This syndrome affects the brain’s neurons and is a genetic disorder. Symptoms may include laughing frequently, slow physical and mental growth, seizures, and speech difficulties especially in children.
Detecting Angelman Syndrome is easy if you know the signs to look out for. Although genetic testing is best for more conclusive results. PET Scans are used to look at the brain function and follow biochemical and molecular processes in the patients.
PET Scans use small amounts of radioactive tracers to bind molecules in the area injected hence releasing radiation. This is then picked up by the scanner and images are produced on a computer after which the results are interpreted by a radiologist.
So how can a PET Scan detect Angelman Syndrome? The reason why this syndrome occurs is because a gene called UBE3A is deleted from the DNA of the patient. Neurotransmitters that prevent are responsible for emotions such as happiness and joy bind GABA-A receptors.
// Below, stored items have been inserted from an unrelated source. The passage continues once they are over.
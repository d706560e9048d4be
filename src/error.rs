use std::path::PathBuf;

use arrow::error::ArrowError;
use arrow_flight::error::FlightError;
use parquet::errors::ParquetError;

/// Errors from generating or reading the dataset file.
#[derive(Debug, thiserror::Error)]
pub enum DatasetError {
    #[error("file '{}' not found", .0.display())]
    NotFound(PathBuf),

    #[error("IO error: {0}")]
    Io(#[from] std::io::Error),

    #[error("Parquet error: {0}")]
    Parquet(#[from] ParquetError),

    #[error("Arrow error: {0}")]
    Arrow(#[from] ArrowError),
}

/// Errors from binding or running the Flight server.
#[derive(Debug, thiserror::Error)]
pub enum ServerError {
    #[error("cannot bind server address: {0}")]
    Bind(#[from] std::io::Error),

    #[error("Flight transport error: {0}")]
    Transport(#[from] tonic::transport::Error),
}

/// Errors from a single Flight or HTTP transfer.
#[derive(Debug, thiserror::Error)]
pub enum TransferError {
    #[error("transport error: {0}")]
    Transport(#[from] tonic::transport::Error),

    #[error("Flight error: {0}")]
    Flight(#[from] FlightError),

    #[error("invalid Flight endpoint: {0}")]
    InvalidEndpoint(String),

    #[error("invalid URI: {0}")]
    InvalidUri(#[from] hyper::http::uri::InvalidUri),

    #[error("HTTP error: {0}")]
    Http(#[from] hyper::Error),

    #[error("unexpected HTTP status {0}")]
    Status(hyper::StatusCode),

    #[error("Parquet decode error: {0}")]
    Parquet(#[from] ParquetError),

    #[error("Arrow decode error: {0}")]
    Arrow(#[from] ArrowError),

    #[error("flight info has no endpoint with a ticket")]
    NoTicket,
}

/// Errors that abort a benchmark run.
#[derive(Debug, thiserror::Error)]
pub enum BenchError {
    #[error("invalid configuration: {0}")]
    Config(String),

    #[error("Error connecting to Arrow Flight server: {0}")]
    Flight(#[source] TransferError),

    #[error("Error fetching Parquet file over HTTP: {0}")]
    Http(#[source] TransferError),

    #[error("failed to write report: {0}")]
    Report(#[from] std::io::Error),
}

impl BenchError {
    /// The prerequisite most likely missing when this error occurs.
    pub fn hint(&self) -> Option<&'static str> {
        match self {
            Self::Flight(_) => Some(
                "Make sure the Flight server is running: flight_server --file data.parquet",
            ),
            Self::Http(_) => Some(
                "Make sure the HTTP server is running: http_server --root . --port 8080",
            ),
            Self::Config(_) | Self::Report(_) => None,
        }
    }
}
use arrow_flight::{FlightClient, FlightDescriptor};
use async_trait::async_trait;
use bytes::Bytes;
use futures::TryStreamExt;
use hyper::{client::HttpConnector, Client, Uri};
use parquet::arrow::arrow_reader::ParquetRecordBatchReaderBuilder;
use tonic::transport::Channel;
use tracing::debug;

use crate::{common::Method, error::TransferError, server::DATASET_PATH};

/// What one transfer delivered.
#[derive(Debug, Clone, Copy, PartialEq, Eq, Default)]
pub struct Fetched {
    /// Rows decoded on the client side.
    pub rows: usize,
    /// Payload bytes received, when the transport reports them.
    pub bytes: Option<u64>,
}

/// One end-to-end transfer of the dataset.
#[async_trait]
pub trait Transfer: Send + Sync {
    fn method(&self) -> Method;

    /// Fetch and fully decode the dataset once.
    async fn fetch(&self) -> Result<Fetched, TransferError>;
}

/// Transfer over Arrow Flight.
///
/// Every fetch opens a new connection so connection setup is part of the
/// measured time.
#[derive(Debug, Clone)]
pub struct FlightTransfer {
    endpoint: String,
}

impl FlightTransfer {
    pub fn new(host: &str, port: u16) -> Self {
        Self {
            endpoint: format!("http://{}:{}", host, port),
        }
    }

    pub fn endpoint(&self) -> &str {
        &self.endpoint
    }
}

#[async_trait]
impl Transfer for FlightTransfer {
    fn method(&self) -> Method {
        Method::Flight
    }

    async fn fetch(&self) -> Result<Fetched, TransferError> {
        let channel = Channel::from_shared(self.endpoint.clone())
            .map_err(|err| TransferError::InvalidEndpoint(err.to_string()))?
            .connect()
            .await?;
        let mut client = FlightClient::new(channel);

        let descriptor = FlightDescriptor::new_path(vec![DATASET_PATH.to_string()]);
        let info = client.get_flight_info(descriptor).await?;
        let ticket = info
            .endpoint
            .into_iter()
            .find_map(|endpoint| endpoint.ticket)
            .ok_or(TransferError::NoTicket)?;

        let mut stream = client.do_get(ticket).await?;
        let mut rows = 0;
        while let Some(batch) = stream.try_next().await? {
            rows += batch.num_rows();
        }
        debug!("Flight fetch drained {} rows", rows);

        Ok(Fetched { rows, bytes: None })
    }
}

/// Transfer of the Parquet file over HTTP.
#[derive(Debug, Clone)]
pub struct HttpTransfer {
    client: Client<HttpConnector>,
    uri: Uri,
}

impl HttpTransfer {
    pub fn new(url: &str) -> Result<Self, TransferError> {
        let uri = url.parse::<Uri>()?;
        Ok(Self {
            client: Client::new(),
            uri,
        })
    }

    pub fn uri(&self) -> &Uri {
        &self.uri
    }
}

#[async_trait]
impl Transfer for HttpTransfer {
    fn method(&self) -> Method {
        Method::Http
    }

    async fn fetch(&self) -> Result<Fetched, TransferError> {
        let resp = self.client.get(self.uri.clone()).await?;
        if !resp.status().is_success() {
            return Err(TransferError::Status(resp.status()));
        }
        let body: Bytes = hyper::body::to_bytes(resp.into_body()).await?;
        let bytes = body.len() as u64;

        let reader = ParquetRecordBatchReaderBuilder::try_new(body)?.build()?;
        let mut rows = 0;
        for batch in reader {
            rows += batch?.num_rows();
        }
        debug!("HTTP fetch decoded {} rows from {} bytes", rows, bytes);

        Ok(Fetched {
            rows,
            bytes: Some(bytes),
        })
    }
}

#[cfg(test)]
mod tests {
    use super::*;

    #[test]
    fn test_flight_endpoint() {
        let transfer = FlightTransfer::new("localhost", 8815);
        assert_eq!(transfer.endpoint(), "http://localhost:8815");
        assert_eq!(transfer.method(), Method::Flight);
    }

    #[test]
    fn test_http_transfer_rejects_invalid_url() {
        assert!(matches!(
            HttpTransfer::new("http://exa mple.com/"),
            Err(TransferError::InvalidUri(_))
        ));
        let transfer = HttpTransfer::new("http://localhost:8080/data.parquet").unwrap();
        assert_eq!(transfer.uri().path(), "/data.parquet");
        assert_eq!(transfer.method(), Method::Http);
    }
}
This targets the affected region and shows whether these receptors are working or not. This along with results from genetic testing confirms the diagnosis of Angelman Syndrome.
PET scan imaging offers more depth in understanding the changes in the brain’s anatomy including detecting Angelman Syndrome. PET scanning can detect the amount of white matter the brain has and myelination.
Before a PET Scan you are instructed to avoid exercising heavily a couple of days before the day of testing, and avoid food hours before the scan. Inform the radiologist if you are on any medication or are prone to allergic reactions.
This will help the radiologist better understand the results if at all these are picked up by the PET scanner. Try to relax and breath in and out before, at least it is not an invasive procedure.